[improvement](recycler) Avoid single-point read/write during sequentially reading key by wyxxxcat · Pull Request #62476 · apache/doris

wyxxxcat · 2026-04-14T03:52:52Z

What problem does this PR solve?

fix: #58459

Issue Number: close #xxx

Related PR: #xxx

Problem Summary:

Release note

None

Check List (For Author)

Test
- Regression test
- Unit Test
- Manual test (add detailed scripts or steps below)
- No need to test or manual test. Explain why:
  - This is a refactor/code format and no logic has been changed.
  - Previous test can cover this change.
  - No code files have been changed.
  - Other reason
Behavior changed:
- No.
- Yes.
Does this need documentation?
- No.
- Yes.

Check List (For Reviewer who merge this PR)

Confirm the release note
Confirm test cases
Confirm document
Add branch pick label

hello-stephen · 2026-04-14T03:53:00Z

Thank you for your contribution to Apache Doris.
Don't know what should be done next? See How to process your PR.

Please clearly describe your PR:

What problem was fixed (it's best to include specific error reporting information). How it was fixed.
Which behaviors were modified. What was the previous behavior, what is it now, why was it modified, and what possible impacts might there be.
What features were added. Why was this function added?
Which code was refactored and why was this part of the code refactored?
Which functions were optimized and what is the difference before and after the optimization?

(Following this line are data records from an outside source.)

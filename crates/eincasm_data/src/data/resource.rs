use serde::{Deserialize, Serialize};

/// Port id stored in cells that carry no port.
pub const NO_PORT: u32 = 0;

/// Per-step regeneration amount of a resource as a function of the period.
#[derive(Debug, Clone, Copy, PartialEq, Serialize, Deserialize)]
pub enum RegenFunc {
    /// Same amount every step.
    Constant(f32),
    /// `amplitude * 0.5 * (1 + sin(frequency * period + phase))`
    Periodic {
        amplitude: f32,
        frequency: f32,
        phase: f32,
    },
}

impl RegenFunc {
    #[must_use]
    pub fn eval(&self, period: u64) -> f32 {
        match *self {
            RegenFunc::Constant(v) => v,
            RegenFunc::Periodic {
                amplitude,
                frequency,
                phase,
            } => {
                let t = period as f64 * frequency as f64 + phase as f64;
                (amplitude as f64 * 0.5 * (1.0 + t.sin())) as f32
            }
        }
    }
}

/// A regenerating resource tied to one port id.
#[derive(Debug, Clone, PartialEq, Serialize, Deserialize)]
pub struct Resource {
    /// Port id the resource is stamped with in [`PortLayout::port_id_map`]. Never [`NO_PORT`].
    pub id: u32,
    /// Peak regeneration amount.
    pub amplitude: f32,
    /// Levy exponent used when its sites were placed.
    pub alpha: f32,
    pub regen: RegenFunc,
}

impl Resource {
    #[must_use]
    pub fn constant(id: u32, amount: f32) -> Self {
        Self {
            id,
            amplitude: amount,
            alpha: 0.0,
            regen: RegenFunc::Constant(amount),
        }
    }
}

/// Port placement produced by the ports initializer.
#[derive(Debug, Clone, Default, PartialEq, Serialize, Deserialize)]
pub struct PortLayout {
    /// One entry per cell, row-major; [`NO_PORT`] where no port sits.
    pub port_id_map: Vec<u32>,
    pub resources: Vec<Resource>,
    /// Number of cells tagged by each resource, in `resources` order.
    pub port_sizes: Vec<usize>,
}

impl PortLayout {
    /// Builds a layout from an id map, recomputing `port_sizes`.
    #[must_use]
    pub fn new(port_id_map: Vec<u32>, resources: Vec<Resource>) -> Self {
        let port_sizes = resources
            .iter()
            .map(|r| port_id_map.iter().filter(|&&id| id == r.id).count())
            .collect();
        Self {
            port_id_map,
            resources,
            port_sizes,
        }
    }

    #[must_use]
    pub fn resource(&self, id: u32) -> Option<&Resource> {
        self.resources.iter().find(|r| r.id == id)
    }
}

#[cfg(test)]
mod tests {
    use super::*;

    #[test]
    fn test_periodic_regen_stays_within_amplitude() {
        let f = RegenFunc::Periodic {
            amplitude: 2.0,
            frequency: 0.3,
            phase: 1.0,
        };
        for period in 0..200 {
            let v = f.eval(period);
            assert!((0.0..=2.0).contains(&v), "period {period} gave {v}");
        }
    }

    #[test]
    fn test_layout_counts_sizes() {
        let map = vec![0, 1, 1, 2, 0, 1];
        let layout = PortLayout::new(
            map,
            vec![Resource::constant(1, 1.0), Resource::constant(2, 0.5)],
        );
        assert_eq!(layout.port_sizes, vec![3, 1]);
        assert_eq!(layout.resource(2).map(|r| r.amplitude), Some(0.5));
        assert!(layout.resource(7).is_none());
    }
}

wyxxxcat · 2026-04-14T03:58:32Z

/review

github-actions

Blocking issue found.

Goal of this PR
Reduce per-rowset point reads/writes while scanning recycler keys. The batching direction is reasonable, but the current implementation changes recycler semantics on a correctness-critical path and is not safe as written.
Critical checkpoint conclusions

Goal accomplished: Partially. Point operations are reduced, but the deferred abort path introduces a race that can delete rowset data for a transaction/job that commits before loop_done() runs.
Change size/focus: Focused to recycler batching, but it changes behavior in both recycle_rowsets() and recycle_tmp_rowsets().
Concurrency: Involved and currently unsafe. The recycler scan thread now queues abort work and only executes it at batch end, while concurrent commit_rowset / commit_txn / finish_tablet_job RPCs can still succeed during that window when enable_mark_delete_rowset_before_recycle=false.
Lifecycle/static init: No special lifecycle or static initialization concerns found in this PR.
Config changes: No new configs added, but an existing supported config combination regresses: enable_abort_txn_and_job_for_delete_rowset_before_recycle=true with enable_mark_delete_rowset_before_recycle=false.
Compatibility: No protocol/storage compatibility change observed.
Parallel paths: The same regression exists in both formal recycle-rowset and tmp-rowset paths.
Special conditions: The existing end_version() != 1 gate remains; no new explanation issues beyond the race above.
Test coverage: Existing tests mainly exercise the mark-before-delete flow and do not cover the interleaving where a commit/job-finish wins the race before deferred abort execution. I did not find new coverage for this regression.
Observability: Logging is adequate for tracing the new path.
Transaction/persistence: No new persistence format issue, but transaction/job state handling is where the correctness regression is introduced.
Data writes/modifications: Not safe on the affected path because object deletion can proceed after a successful commit that happened before the deferred abort ran.
FE/BE variable passing: Not applicable.
Performance: The batching optimization is valid in principle.
Other issues: No second independent blocker found beyond the deferred-abort race.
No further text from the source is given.